En effet, le chien ne doit plus retrouver des êtres humains, mais de toutes petites quantités de produits. On passe de la recherche d’un individu de 80 kg à celle de quelques gouttes seulement ! L’animal doit alors être réceptif à la moindre odeur. Cette adaptation traduit un changement de comportement chez les chiens. À l’entraînement comme sur intervention, nous avons constaté qu’ils sont devenus plus précis et plus minutieux dans leur recherche.
Que pouvez-vous dire au sujet du pistage ?
Le pistage, c’est, comme vous pouvez l’imaginer, un chien qui suit une piste à l’aide d’un objet ayant appartenu à la personne recherchée. Comme on peut le voir dans de multiples films et bandes dessinées. Pour employer des termes plus techniques : on effectue une remontée olfactive d’un tracé à partir d’un objet de référence et du dernier endroit où a été vue la victime.
Pour le pistage, le travail du chien s’avère aussi très exigeant. Comme pour la RPAI, nous utilisons des chiens déjà opérationnels en recherche de personnes. La formation piste dure entre six mois et un an, et nécessite beaucoup de travail et d’autocritique pour le chien et son conducteur.
Comment forme-t-on un chien au pistage ?
Comme pour un dressage classique, le pistage prend la forme d’un jeu pour stimuler le chien. On commence par déposer de la nourriture le long d’une piste olfactive en ligne droite sur de l’herbe. Au fur et à mesure, on retire la nourriture pour ne laisser que la piste olfactive : une personne qui marche tout simplement.
Puis la piste va prendre des angles et des directions différentes pour augmenter la difficulté.
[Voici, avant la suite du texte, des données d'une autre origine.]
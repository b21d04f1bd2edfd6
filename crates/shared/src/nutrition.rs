use serde::{Deserialize, Serialize};

use crate::{Error, Result};

/// Macro-nutrient amounts: kcal for calories, grams for the rest.
///
/// Used both for a meal's macros and for a patient's daily targets. Addition
/// is exact integer arithmetic so a plan's cached totals can be compared with
/// a fresh recomputation; it fails instead of wrapping.
#[derive(Serialize, Deserialize, Default, Clone, Copy, Debug, PartialEq, Eq)]
pub struct Nutrition {
    pub calories: u32,
    pub protein: u32,
    pub carbs: u32,
    pub fat: u32,
}

impl Nutrition {
    pub const fn new(calories: u32, protein: u32, carbs: u32, fat: u32) -> Self {
        Self {
            calories,
            protein,
            carbs,
            fat,
        }
    }

    pub fn checked_add(self, rhs: Self) -> Option<Self> {
        Some(Self {
            calories: self.calories.checked_add(rhs.calories)?,
            protein: self.protein.checked_add(rhs.protein)?,
            carbs: self.carbs.checked_add(rhs.carbs)?,
            fat: self.fat.checked_add(rhs.fat)?,
        })
    }

    /// Component-wise sum; [`Error::NutritionOverflow`] if any component
    /// exceeds `u32::MAX`.
    pub fn checked_sum(values: impl IntoIterator<Item = Nutrition>) -> Result<Self> {
        values
            .into_iter()
            .try_fold(Nutrition::default(), Nutrition::checked_add)
            .ok_or(Error::NutritionOverflow)
    }
}

/// One reporting period of the nutrition compliance series.
#[derive(Serialize, Deserialize, Clone, Debug, PartialEq)]
#[serde(rename_all = "camelCase")]
pub struct NutritionPeriod {
    pub period: String,
    pub calorie_target: u32,
    pub calorie_actual: u32,
    pub protein_target: u32,
    pub protein_actual: u32,
    pub carbs_target: u32,
    pub carbs_actual: u32,
    pub fat_target: u32,
    pub fat_actual: u32,
}

impl NutritionPeriod {
    pub fn target(&self) -> Nutrition {
        Nutrition::new(
            self.calorie_target,
            self.protein_target,
            self.carbs_target,
            self.fat_target,
        )
    }

    pub fn actual(&self) -> Nutrition {
        Nutrition::new(
            self.calorie_actual,
            self.protein_actual,
            self.carbs_actual,
            self.fat_actual,
        )
    }
}
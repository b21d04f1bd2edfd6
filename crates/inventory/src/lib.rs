mod classify;
mod reorder;

pub use classify::*;
pub use reorder::*;
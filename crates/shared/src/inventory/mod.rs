use chrono::NaiveDate;
use serde::{Deserialize, Serialize};

/// Stock row. Expired, expiring-soon and low-stock states are derived by the
/// inventory crate against a reference date and never stored here.
#[derive(Serialize, Deserialize, Clone, Debug, PartialEq)]
#[serde(rename_all = "camelCase")]
pub struct InventoryItem {
    pub id: String,
    pub name: String,
    pub category: String,
    pub quantity: f64,
    pub unit: String,
    pub expiration_date: NaiveDate,
    pub location: String,
    pub minimum_stock: f64,
    /// Unit price.
    pub cost: f64,
}
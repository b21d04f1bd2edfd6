mod dashboard;
mod inventory;
mod plan;
mod report;

pub use dashboard::dashboard;
pub use inventory::inventory;
pub use plan::{assign, plan};
pub use report::report;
Enfin, l’herbe va laisser place au béton où les odeurs s’imprègnent beaucoup moins. La longueur de la piste et le délai d’intervention vont augmenter eux aussi. Un examen final vient clôturer la formation. Notre compagnon doit remonter une piste d’une ancienneté de deux heures, longue de deux kilomètres sur divers substrats.
Dans quels cas les chiens pisteurs pourraient être déployés ?
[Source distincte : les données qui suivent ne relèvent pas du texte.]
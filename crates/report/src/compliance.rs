use foodservice_shared::{Error, Nutrition, NutritionPeriod, Result};
use serde::Serialize;
use strum::{AsRefStr, Display, EnumString, VariantArray};

#[derive(Serialize, Clone, Copy, Debug, PartialEq, Eq)]
pub struct ComplianceSample {
    pub target: u32,
    pub actual: u32,
}

#[derive(
    Serialize, EnumString, Display, AsRefStr, VariantArray, Clone, Copy, Debug, PartialEq, Eq,
)]
#[serde(rename_all = "lowercase")]
#[strum(serialize_all = "lowercase")]
pub enum NutritionMetric {
    Calories,
    Protein,
    Carbs,
    Fat,
}

/// `round(100 * Σ actual / Σ target)`.
///
/// Fails with [`Error::DivisionByZero`] when the targets sum to zero, which
/// includes an empty series.
pub fn compliance_ratio(series: &[ComplianceSample]) -> Result<u32> {
    let target: u64 = series.iter().map(|s| u64::from(s.target)).sum();
    let actual: u64 = series.iter().map(|s| u64::from(s.actual)).sum();

    if target == 0 {
        return Err(Error::DivisionByZero);
    }

    Ok((100.0 * actual as f64 / target as f64).round() as u32)
}

/// Projects the nutrition series onto one metric.
pub fn metric_series(periods: &[NutritionPeriod], metric: NutritionMetric) -> Vec<ComplianceSample> {
    periods
        .iter()
        .map(|period| {
            let (target, actual) = (period.target(), period.actual());
            let pick = |n: Nutrition| match metric {
                NutritionMetric::Calories => n.calories,
                NutritionMetric::Protein => n.protein,
                NutritionMetric::Carbs => n.carbs,
                NutritionMetric::Fat => n.fat,
            };

            ComplianceSample {
                target: pick(target),
                actual: pick(actual),
            }
        })
        .collect()
}

pub fn metric_compliance(periods: &[NutritionPeriod], metric: NutritionMetric) -> Result<u32> {
    compliance_ratio(&metric_series(periods, metric))
}
pub mod config;
pub mod observability;
pub mod query;
pub mod seed;

pub use config::Config;
use std::{convert::Infallible, fmt, str::FromStr};

use foodservice_shared::inventory::InventoryItem;
use strum::{AsRefStr, Display, EnumString, VariantArray};

use super::{Direction, SortField, SortKey, contains_ignore_case, filter_by, sort_by};

#[derive(
    EnumString, Display, AsRefStr, VariantArray, Default, Clone, Copy, Debug, PartialEq, Eq,
)]
#[strum(serialize_all = "snake_case")]
pub enum InventoryField {
    #[default]
    Name,
    Category,
    Quantity,
    ExpirationDate,
    Location,
    MinimumStock,
    Cost,
}

impl SortField<InventoryItem> for InventoryField {
    fn key<'a>(&self, item: &'a InventoryItem) -> SortKey<'a> {
        match self {
            InventoryField::Name => SortKey::Text(&item.name),
            InventoryField::Category => SortKey::Text(&item.category),
            InventoryField::Quantity => SortKey::Number(item.quantity),
            InventoryField::ExpirationDate => SortKey::Date(item.expiration_date),
            InventoryField::Location => SortKey::Text(&item.location),
            InventoryField::MinimumStock => SortKey::Number(item.minimum_stock),
            InventoryField::Cost => SortKey::Number(item.cost),
        }
    }
}

/// Category facet of the inventory view.
#[derive(Clone, Debug, Default, PartialEq, Eq)]
pub enum CategoryFilter {
    #[default]
    All,
    Category(String),
}

impl CategoryFilter {
    pub fn matches(&self, category: &str) -> bool {
        match self {
            CategoryFilter::All => true,
            CategoryFilter::Category(c) => c == category,
        }
    }
}

impl fmt::Display for CategoryFilter {
    fn fmt(&self, f: &mut fmt::Formatter<'_>) -> fmt::Result {
        match self {
            CategoryFilter::All => f.write_str("All Categories"),
            CategoryFilter::Category(c) => f.write_str(c),
        }
    }
}

impl FromStr for CategoryFilter {
    type Err = Infallible;

    fn from_str(s: &str) -> Result<Self, Self::Err> {
        if s.eq_ignore_ascii_case("all") {
            return Ok(CategoryFilter::All);
        }

        Ok(CategoryFilter::Category(s.to_owned()))
    }
}

/// `All` followed by each category present in `items`, first-seen order.
pub fn categories(items: &[InventoryItem]) -> Vec<CategoryFilter> {
    let mut filters = vec![CategoryFilter::All];

    for item in items {
        let filter = CategoryFilter::Category(item.category.to_owned());
        if !filters.contains(&filter) {
            filters.push(filter);
        }
    }

    filters
}

/// State of the inventory table: search box, category facet and sort column.
#[derive(Clone, Debug, Default, PartialEq)]
pub struct InventoryQuery {
    pub search: String,
    pub category: CategoryFilter,
    pub sort: InventoryField,
    pub direction: Direction,
}

impl InventoryQuery {
    /// Clicking the active column flips the direction; another column starts ascending.
    pub fn toggle(&mut self, field: InventoryField) {
        if self.sort == field {
            self.direction = self.direction.flip();
        } else {
            self.sort = field;
            self.direction = Direction::Asc;
        }
    }

    pub fn apply<'a>(&self, items: &'a [InventoryItem]) -> Vec<&'a InventoryItem> {
        let rows = filter_by(items, |item| {
            contains_ignore_case(&item.name, &self.search) && self.category.matches(&item.category)
        });

        sort_by(rows, self.sort, self.direction)
    }
}
use chrono::NaiveDate;

/// ISO calendar day format used for meal-plan dates (`YYYY-MM-DD`).
pub const DATE_FORMAT: &str = "%Y-%m-%d";

pub fn parse_date(value: &str) -> crate::Result<NaiveDate> {
    NaiveDate::parse_from_str(value.trim(), DATE_FORMAT)
        .map_err(|_| crate::Error::InvalidDate(value.to_owned()))
}

pub fn format_date(date: NaiveDate) -> String {
    date.format(DATE_FORMAT).to_string()
}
Dans le cas de victimes disparues et vulnérables, le pistage sera complémentaire de la technique de questage. Principalement pour les personnes n’ayant pas toutes leurs capacités physiques ou mentales. Pour illustrer, je pense à la population vieillissante, souffrant de la maladie d’Alzheimer.
Prenons un exemple et imaginons que les pompiers interviennent dans un appartement pour une tentative de suicide. Une fois sur place, l’individu s’avère introuvable, mais un équipier découvre un message d’adieu, un aveu de suicide. Dans ce cas, le chef d’agrès peut demander les équipes cynotechniques en renfort. Ceux-ci vont récupérer un objet ou un vêtement appartenant à la personne en détresse afin de remonter sa piste pour la retrouver.
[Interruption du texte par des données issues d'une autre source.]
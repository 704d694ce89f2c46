//! EN-003: Literal evaluation: empty-context evaluation and string coercion.
//!
//! Expressions are evaluated without variables or functions, so anything
//! that references runtime state (`var.x`, `azurerm_resource_group.rg.id`,
//! `lower(...)`) fails. Coercion to a string is defined for strings, numbers,
//! and booleans only.
//!
//! Numbers are 64-bit: integer literals above `u64::MAX` do not parse, and
//! negated literals below `i64::MIN` are rejected here rather than wrapped.

use hcl::eval::{Context, Evaluate};
use hcl::expr::{Expression, Operation, UnaryOperator};
use indexmap::IndexMap;
use std::fmt;

/// A statically evaluated declaration value.
#[derive(Debug, Clone, PartialEq)]
pub enum Literal {
    Null,
    String(String),
    Number(hcl::Number),
    Bool(bool),
    List(Vec<Literal>),
    Map(IndexMap<String, Literal>),
}

/// A literal type without a string form.
#[derive(Debug, Clone, Copy, PartialEq, Eq)]
pub struct UnsupportedLiteral(pub &'static str);

impl fmt::Display for UnsupportedLiteral {
    fn fmt(&self, f: &mut fmt::Formatter<'_>) -> fmt::Result {
        write!(f, "cannot coerce a {} literal to a string", self.0)
    }
}

impl std::error::Error for UnsupportedLiteral {}

impl Literal {
    /// Type name used in diagnostics.
    pub fn type_name(&self) -> &'static str {
        match self {
            Self::Null => "null",
            Self::String(_) => "string",
            Self::Number(_) => "number",
            Self::Bool(_) => "bool",
            Self::List(_) => "list",
            Self::Map(_) => "map",
        }
    }

    /// Coerce to the string handed to the provisioning tool.
    ///
    /// Structural values and null fail instead of guessing a serialization.
    pub fn to_display_string(&self) -> Result<String, UnsupportedLiteral> {
        match self {
            Self::String(s) => Ok(s.clone()),
            Self::Number(n) => Ok(n.to_string()),
            Self::Bool(b) => Ok(b.to_string()),
            other => Err(UnsupportedLiteral(other.type_name())),
        }
    }

    pub fn as_str(&self) -> Option<&str> {
        match self {
            Self::String(s) => Some(s),
            _ => None,
        }
    }

    pub fn as_bool(&self) -> Option<bool> {
        match self {
            Self::Bool(b) => Some(*b),
            _ => None,
        }
    }
}

impl From<hcl::Value> for Literal {
    fn from(value: hcl::Value) -> Self {
        match value {
            hcl::Value::Null => Self::Null,
            hcl::Value::Bool(b) => Self::Bool(b),
            hcl::Value::Number(n) => Self::Number(n),
            hcl::Value::String(s) => Self::String(s),
            hcl::Value::Array(items) => Self::List(items.into_iter().map(Self::from).collect()),
            hcl::Value::Object(entries) => Self::Map(
                entries
                    .into_iter()
                    .map(|(k, v)| (k, Self::from(v)))
                    .collect(),
            ),
        }
    }
}

/// Evaluate an expression with an empty context.
/// Returns the evaluator's diagnostic on failure.
pub fn evaluate_literal(expr: &hcl::Expression) -> Result<Literal, String> {
    if let Some(n) = out_of_range_negation(expr) {
        return Err(format!("-{} is outside the 64-bit integer range", n));
    }
    let ctx = Context::new();
    expr.evaluate(&ctx)
        .map(Literal::from)
        .map_err(|e| e.to_string().trim().to_string())
}

/// Magnitude of a negated integer literal that does not fit in `i64`.
fn out_of_range_negation(expr: &Expression) -> Option<u64> {
    match expr {
        Expression::Parenthesis(inner) => out_of_range_negation(inner),
        Expression::Operation(op) => match op.as_ref() {
            Operation::Unary(unary) => {
                if unary.operator == UnaryOperator::Neg {
                    if let Expression::Number(n) = strip_parens(&unary.expr) {
                        if let Some(v) = n.as_u64().filter(|v| *v > i64::MIN.unsigned_abs()) {
                            return Some(v);
                        }
                    }
                }
                out_of_range_negation(&unary.expr)
            }
            Operation::Binary(_) => None,
        },
        _ => None,
    }
}

fn strip_parens(expr: &Expression) -> &Expression {
    match expr {
        Expression::Parenthesis(inner) => strip_parens(inner),
        other => other,
    }
}
//! EN-006: Input synthesis for required variables.
//!
//! Produces a deterministic, non-empty value per required name. Rules are
//! tried in order (first match wins); unmatched names get
//! `placeholder_prefix + name`. The default policy maps any name containing
//! "location" (case-insensitive) to `eastus` and everything else to
//! `test-<name>`. Values are always strings, whatever the declared type.

use super::error::{Error, Result};
use super::types::{SynthesisConfig, SynthesisRule, PLACEHOLDER_PREFIX};
use indexmap::IndexMap;
use regex::{Regex, RegexBuilder};

/// Compiled synthesis policy.
#[derive(Debug, Clone)]
pub struct Synthesizer {
    rules: Vec<(Regex, String)>,
    placeholder_prefix: String,
}

impl Default for Synthesizer {
    fn default() -> Self {
        // The default rule set is a literal substring; compiling it cannot fail.
        Self::from_config(&SynthesisConfig::default()).unwrap_or_else(|_| Self {
            rules: Vec::new(),
            placeholder_prefix: PLACEHOLDER_PREFIX.to_string(),
        })
    }
}

impl Synthesizer {
    /// Compile a synthesis config.
    pub fn from_config(config: &SynthesisConfig) -> Result<Self> {
        let rules = config
            .rules
            .iter()
            .map(|rule| Ok((compile_rule(rule)?, rule.value.clone())))
            .collect::<Result<Vec<_>>>()?;
        Ok(Self {
            rules,
            placeholder_prefix: config.placeholder_prefix.clone(),
        })
    }

    /// Value for a single required variable.
    pub fn value_for(&self, name: &str) -> String {
        self.rules
            .iter()
            .find(|(pattern, _)| pattern.is_match(name))
            .map(|(_, value)| value.clone())
            .unwrap_or_else(|| format!("{}{}", self.placeholder_prefix, name))
    }

    /// Values for all required variables.
    pub fn synthesize(&self, required: &[String]) -> IndexMap<String, String> {
        required
            .iter()
            .map(|name| (name.clone(), self.value_for(name)))
            .collect()
    }
}

/// Synthesize with the default policy.
pub fn synthesize(required: &[String]) -> IndexMap<String, String> {
    Synthesizer::default().synthesize(required)
}

/// Compile one rule into a case-insensitive matcher.
pub(crate) fn compile_rule(rule: &SynthesisRule) -> Result<Regex> {
    let pattern = match (&rule.contains, &rule.matches) {
        (Some(sub), None) => regex::escape(sub),
        (None, Some(re)) => re.clone(),
        (Some(_), Some(_)) => {
            return Err(Error::Config(format!(
                "synthesis rule for '{}' sets both contains and matches",
                rule.value
            )))
        }
        (None, None) => {
            return Err(Error::Config(format!(
                "synthesis rule for '{}' needs contains or matches",
                rule.value
            )))
        }
    };
    RegexBuilder::new(&pattern)
        .case_insensitive(true)
        .build()
        .map_err(|e| Error::Config(format!("invalid synthesis pattern '{}': {}", pattern, e)))
}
Ces nouvelles compétences, notamment le RPAI, ne posent-elles pas un risque pour la santé des chiens ?
Ces chiens sont à la fois nos compagnons de travail et nos animaux de compagnie, leur bonne santé est primordiale ! Dans les zones accidentogènes, nous leur mettons toujours des bottines pour protéger leurs pattes. Après chaque engagement sur incendie, les chiens sont par ailleurs nettoyés et lavés.
En parallèle, lors des phases d’apprentissage RPAI, nous nous assurons qu’ils gardent un contact limité avec le produit et ne le lèchent pas.
Vos nouvelles compétences ont-elles déjà été mobilisées ?
Les chiens RPAI et piste sont opérationnels depuis la fin de l’année 2021. Ils interviennent respectivement dans leur domaine de compétences avec succès. Par exemple, en RPAI, sur l’incendie du 7 mars 2022 dans la ville de Stains.